# [Exercise details]
Give back all the data exactly as it was written.

# [Material provided]
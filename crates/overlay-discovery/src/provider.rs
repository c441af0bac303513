//! Extension providers
//!
//! A provider knows one capability key, where its extension would come
//! from, and how to pull the usable instance out of whatever it finds there.
//!
//! - [`StaticProvider`]: implementation linked into the binary
//! - [`FileProvider`]: JSON / YAML / TOML document on disk
//! - [`ChainProvider`]: first of several sources that holds an extension

use async_trait::async_trait;
use overlay_registry::{CapabilityKey, Implementation, LoadError, LoadResult};
use serde_json::Value as JsonValue;
use std::fmt::Debug;
use std::io::ErrorKind;
use std::path::{Path, PathBuf};
use std::sync::Arc;

/// Source of one capability's extension
#[async_trait]
pub trait ExtensionProvider: Send + Sync + Debug {
    /// Capability this provider extends
    fn key(&self) -> &CapabilityKey;

    /// Human-readable origin, used in logs and reports
    fn location(&self) -> &str;

    /// Load and extract the extension
    ///
    /// `Ok(None)` when the location exists but holds nothing usable.
    async fn provide(&self) -> LoadResult;
}

/// Provider for an implementation compiled into the binary
#[derive(Debug, Clone)]
pub struct StaticProvider {
    key: CapabilityKey,
    location: String,
    value: Implementation,
}

impl StaticProvider {
    /// Create provider for a linked implementation
    pub fn new(key: CapabilityKey, location: impl Into<String>, value: Implementation) -> Self {
        Self {
            key,
            location: location.into(),
            value,
        }
    }
}

#[async_trait]
impl ExtensionProvider for StaticProvider {
    fn key(&self) -> &CapabilityKey {
        &self.key
    }

    fn location(&self) -> &str {
        &self.location
    }

    async fn provide(&self) -> LoadResult {
        Ok(Some(self.value.clone()))
    }
}

/// Supported extension document formats
#[derive(Debug, Clone, Copy, PartialEq, Eq)]
pub enum DocumentFormat {
    /// `.json`
    Json,
    /// `.yaml` / `.yml`
    Yaml,
    /// `.toml`
    Toml,
}

impl DocumentFormat {
    /// Detect format from file extension
    #[must_use]
    pub fn from_path(path: &Path) -> Option<Self> {
        match path.extension().and_then(|e| e.to_str())? {
            "json" => Some(Self::Json),
            "yaml" | "yml" => Some(Self::Yaml),
            "toml" => Some(Self::Toml),
            _ => None,
        }
    }

    /// Supported file extensions (without dot)
    #[must_use]
    pub fn extensions() -> &'static [&'static str] {
        &["json", "yaml", "yml", "toml"]
    }

    /// Parse a document into JSON
    ///
    /// # Errors
    /// Returns the decoder's message on malformed input
    pub fn parse(self, raw: &str) -> Result<JsonValue, String> {
        match self {
            Self::Json => serde_json::from_str(raw).map_err(|e| e.to_string()),
            Self::Yaml => serde_yaml::from_str(raw).map_err(|e| e.to_string()),
            Self::Toml => toml::from_str(raw).map_err(|e| e.to_string()),
        }
    }
}

/// Provider reading a data extension from a document on disk
///
/// An optional JSON pointer selects the usable part of the document, so one
/// file can carry several capabilities.
#[derive(Debug, Clone)]
pub struct FileProvider {
    key: CapabilityKey,
    path: PathBuf,
    pointer: Option<String>,
    location: String,
}

impl FileProvider {
    /// Create provider for a document path
    pub fn new(key: CapabilityKey, path: impl Into<PathBuf>) -> Self {
        let path = path.into();
        let location = path.display().to_string();
        Self {
            key,
            path,
            pointer: None,
            location,
        }
    }

    /// Select a sub-value by JSON pointer (e.g. `/theme`)
    #[must_use]
    pub fn with_pointer(mut self, pointer: impl Into<String>) -> Self {
        let pointer = pointer.into();
        self.location = format!("{}#{}", self.path.display(), pointer);
        self.pointer = Some(pointer);
        self
    }

    /// Document path
    #[inline]
    #[must_use]
    pub fn path(&self) -> &Path {
        &self.path
    }

    async fn read(&self) -> Result<String, LoadError> {
        match tokio::fs::read_to_string(&self.path).await {
            Ok(raw) => Ok(raw),
            Err(err) if err.kind() == ErrorKind::NotFound => {
                Err(LoadError::missing(self.location.as_str()))
            }
            Err(err) => Err(LoadError::invalid(self.location.as_str(), err)),
        }
    }
}

#[async_trait]
impl ExtensionProvider for FileProvider {
    fn key(&self) -> &CapabilityKey {
        &self.key
    }

    fn location(&self) -> &str {
        &self.location
    }

    async fn provide(&self) -> LoadResult {
        let format = DocumentFormat::from_path(&self.path).ok_or_else(|| {
            LoadError::invalid(
                self.location.as_str(),
                format!("unsupported extension, expected one of {:?}", DocumentFormat::extensions()),
            )
        })?;

        let raw = self.read().await?;
        let document = format
            .parse(&raw)
            .map_err(|reason| LoadError::invalid(self.location.as_str(), reason))?;

        let selected = match &self.pointer {
            Some(pointer) => document.pointer(pointer).cloned(),
            None => Some(document),
        };
        Ok(selected.map(Implementation::data))
    }
}

/// Provider trying several sources for one key, in order
///
/// The first source that yields a value wins. A source that is missing or
/// empty passes to the next one; any other failure stops the chain, so a
/// broken document is reported instead of silently shadowed. An empty chain
/// tries the key and finds nothing.
#[derive(Debug, Clone)]
pub struct ChainProvider {
    key: CapabilityKey,
    sources: Vec<Arc<dyn ExtensionProvider>>,
    location: String,
}

impl ChainProvider {
    /// Chain with no sources yet
    pub fn new(key: CapabilityKey) -> Self {
        let location = format!("{key} (nothing linked)");
        Self {
            key,
            sources: Vec::new(),
            location,
        }
    }

    /// Append a source, tried after the existing ones
    ///
    /// Sources for another key are ignored with a warning.
    #[must_use]
    pub fn then<P: ExtensionProvider + 'static>(mut self, source: P) -> Self {
        if source.key() != &self.key {
            tracing::warn!(
                key = %self.key,
                source_key = %source.key(),
                "source for another key left out of chain"
            );
            return self;
        }
        self.sources.push(Arc::new(source));
        self.location = self
            .sources
            .iter()
            .map(|source| source.location())
            .collect::<Vec<_>>()
            .join(", then ");
        self
    }

    /// Number of sources
    #[must_use]
    pub fn len(&self) -> usize {
        self.sources.len()
    }

    /// Whether the chain has no sources
    #[must_use]
    pub fn is_empty(&self) -> bool {
        self.sources.is_empty()
    }
}

#[async_trait]
impl ExtensionProvider for ChainProvider {
    fn key(&self) -> &CapabilityKey {
        &self.key
    }

    fn location(&self) -> &str {
        &self.location
    }

    async fn provide(&self) -> LoadResult {
        for source in &self.sources {
            match source.provide().await {
                Ok(Some(value)) => {
                    tracing::trace!(key = %self.key, location = source.location(), "chain source matched");
                    return Ok(Some(value));
                }
                Ok(None) => {}
                Err(err) if err.is_missing() => {}
                Err(err) => return Err(err),
            }
        }
        Ok(None)
    }
}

# [Solution for this problem]
filename crates/overlay-discovery/src/provider.rs
repository c441af0bac303513
//! Extension providers
//!
//! A provider knows one capability key, where its extension would come
//! from, and how to pull the usable instance out of whatever it finds there.
//!
//! - [`StaticProvider`]: implementation linked into the binary
//! - [`FileProvider`]: JSON / YAML / TOML document on disk
//! - [`ChainProvider`]: first of several sources that holds an extension

use async_trait::async_trait;
use overlay_registry::{CapabilityKey, Implementation, LoadError, LoadResult};
use serde_json::Value as JsonValue;
use std::fmt::Debug;
use std::io::ErrorKind;
use std::path::{Path, PathBuf};
use std::sync::Arc;

/// Source of one capability's extension
#[async_trait]
pub trait ExtensionProvider: Send + Sync + Debug {
    /// Capability this provider extends
    fn key(&self) -> &CapabilityKey;

    /// Human-readable origin, used in logs and reports
    fn location(&self) -> &str;

    /// Load and extract the extension
    ///
    /// `Ok(None)` when the location exists but holds nothing usable.
    async fn provide(&self) -> LoadResult;
}

/// Provider for an implementation compiled into the binary
#[derive(Debug, Clone)]
pub struct StaticProvider {
    key: CapabilityKey,
    location: String,
    value: Implementation,
}

impl StaticProvider {
    /// Create provider for a linked implementation
    pub fn new(key: CapabilityKey, location: impl Into<String>, value: Implementation) -> Self {
        Self {
            key,
            location: location.into(),
            value,
        }
    }
}

#[async_trait]
impl ExtensionProvider for StaticProvider {
    fn key(&self) -> &CapabilityKey {
        &self.key
    }

    fn location(&self) -> &str {
        &self.location
    }

    async fn provide(&self) -> LoadResult {
        Ok(Some(self.value.clone()))
    }
}

/// Supported extension document formats
#[derive(Debug, Clone, Copy, PartialEq, Eq)]
pub enum DocumentFormat {
    /// `.json`
    Json,
    /// `.yaml` / `.yml`
    Yaml,
    /// `.toml`
    Toml,
}

impl DocumentFormat {
    /// Detect format from file extension
    #[must_use]
    pub fn from_path(path: &Path) -> Option<Self> {
        match path.extension().and_then(|e| e.to_str())? {
            "json" => Some(Self::Json),
            "yaml" | "yml" => Some(Self::Yaml),
            "toml" => Some(Self::Toml),
            _ => None,
        }
    }

    /// Supported file extensions (without dot)
    #[must_use]
    pub fn extensions() -> &'static [&'static str] {
        &["json", "yaml", "yml", "toml"]
    }

    /// Parse a document into JSON
    ///
    /// # Errors
    /// Returns the decoder's message on malformed input
    pub fn parse(self, raw: &str) -> Result<JsonValue, String> {
        match self {
            Self::Json => serde_json::from_str(raw).map_err(|e| e.to_string()),
            Self::Yaml => serde_yaml::from_str(raw).map_err(|e| e.to_string()),
            Self::Toml => toml::from_str(raw).map_err(|e| e.to_string()),
        }
    }
}

/// Provider reading a data extension from a document on disk
///
/// An optional JSON pointer selects the usable part of the document, so one
/// file can carry several capabilities.
#[derive(Debug, Clone)]
pub struct FileProvider {
    key: CapabilityKey,
    path: PathBuf,
    pointer: Option<String>,
    location: String,
}

impl FileProvider {
    /// Create provider for a document path
    pub fn new(key: CapabilityKey, path: impl Into<PathBuf>) -> Self {
        let path = path.into();
        let location = path.display().to_string();
        Self {
            key,
            path,
            pointer: None,
            location,
        }
    }

    /// Select a sub-value by JSON pointer (e.g. `/theme`)
    #[must_use]
    pub fn with_pointer(mut self, pointer: impl Into<String>) -> Self {
        let pointer = pointer.into();
        self.location = format!("{}#{}", self.path.display(), pointer);
        self.pointer = Some(pointer);
        self
    }

    /// Document path
    #[inline]
    #[must_use]
    pub fn path(&self) -> &Path {
        &self.path
    }

    async fn read(&self) -> Result<String, LoadError> {
        match tokio::fs::read_to_string(&self.path).await {
            Ok(raw) => Ok(raw),
            Err(err) if err.kind() == ErrorKind::NotFound => {
                Err(LoadError::missing(self.location.as_str()))
            }
            Err(err) => Err(LoadError::invalid(self.location.as_str(), err)),
        }
    }
}

#[async_trait]
impl ExtensionProvider for FileProvider {
    fn key(&self) -> &CapabilityKey {
        &self.key
    }

    fn location(&self) -> &str {
        &self.location
    }

    async fn provide(&self) -> LoadResult {
        let format = DocumentFormat::from_path(&self.path).ok_or_else(|| {
            LoadError::invalid(
                self.location.as_str(),
                format!("unsupported extension, expected one of {:?}", DocumentFormat::extensions()),
            )
        })?;

        let raw = self.read().await?;
        let document = format
            .parse(&raw)
            .map_err(|reason| LoadError::invalid(self.location.as_str(), reason))?;

        let selected = match &self.pointer {
            Some(pointer) => document.pointer(pointer).cloned(),
            None => Some(document),
        };
        Ok(selected.map(Implementation::data))
    }
}

/// Provider trying several sources for one key, in order
///
/// The first source that yields a value wins. A source that is missing or
/// empty passes to the next one; any other failure stops the chain, so a
/// broken document is reported instead of silently shadowed. An empty chain
/// tries the key and finds nothing.
#[derive(Debug, Clone)]
pub struct ChainProvider {
    key: CapabilityKey,
    sources: Vec<Arc<dyn ExtensionProvider>>,
    location: String,
}

impl ChainProvider {
    /// Chain with no sources yet
    pub fn new(key: CapabilityKey) -> Self {
        let location = format!("{key} (nothing linked)");
        Self {
            key,
            sources: Vec::new(),
            location,
        }
    }

    /// Append a source, tried after the existing ones
    ///
    /// Sources for another key are ignored with a warning.
    #[must_use]
    pub fn then<P: ExtensionProvider + 'static>(mut self, source: P) -> Self {
        if source.key() != &self.key {
            tracing::warn!(
                key = %self.key,
                source_key = %source.key(),
                "source for another key left out of chain"
            );
            return self;
        }
        self.sources.push(Arc::new(source));
        self.location = self
            .sources
            .iter()
            .map(|source| source.location())
            .collect::<Vec<_>>()
            .join(", then ");
        self
    }

    /// Number of sources
    #[must_use]
    pub fn len(&self) -> usize {
        self.sources.len()
    }

    /// Whether the chain has no sources
    #[must_use]
    pub fn is_empty(&self) -> bool {
        self.sources.is_empty()
    }
}

#[async_trait]
impl ExtensionProvider for ChainProvider {
    fn key(&self) -> &CapabilityKey {
        &self.key
    }

    fn location(&self) -> &str {
        &self.location
    }

    async fn provide(&self) -> LoadResult {
        for source in &self.sources {
            match source.provide().await {
                Ok(Some(value)) => {
                    tracing::trace!(key = %self.key, location = source.location(), "chain source matched");
                    return Ok(Some(value));
                }
                Ok(None) => {}
                Err(err) if err.is_missing() => {}
                Err(err) => return Err(err),
            }
        }
        Ok(None)
    }
}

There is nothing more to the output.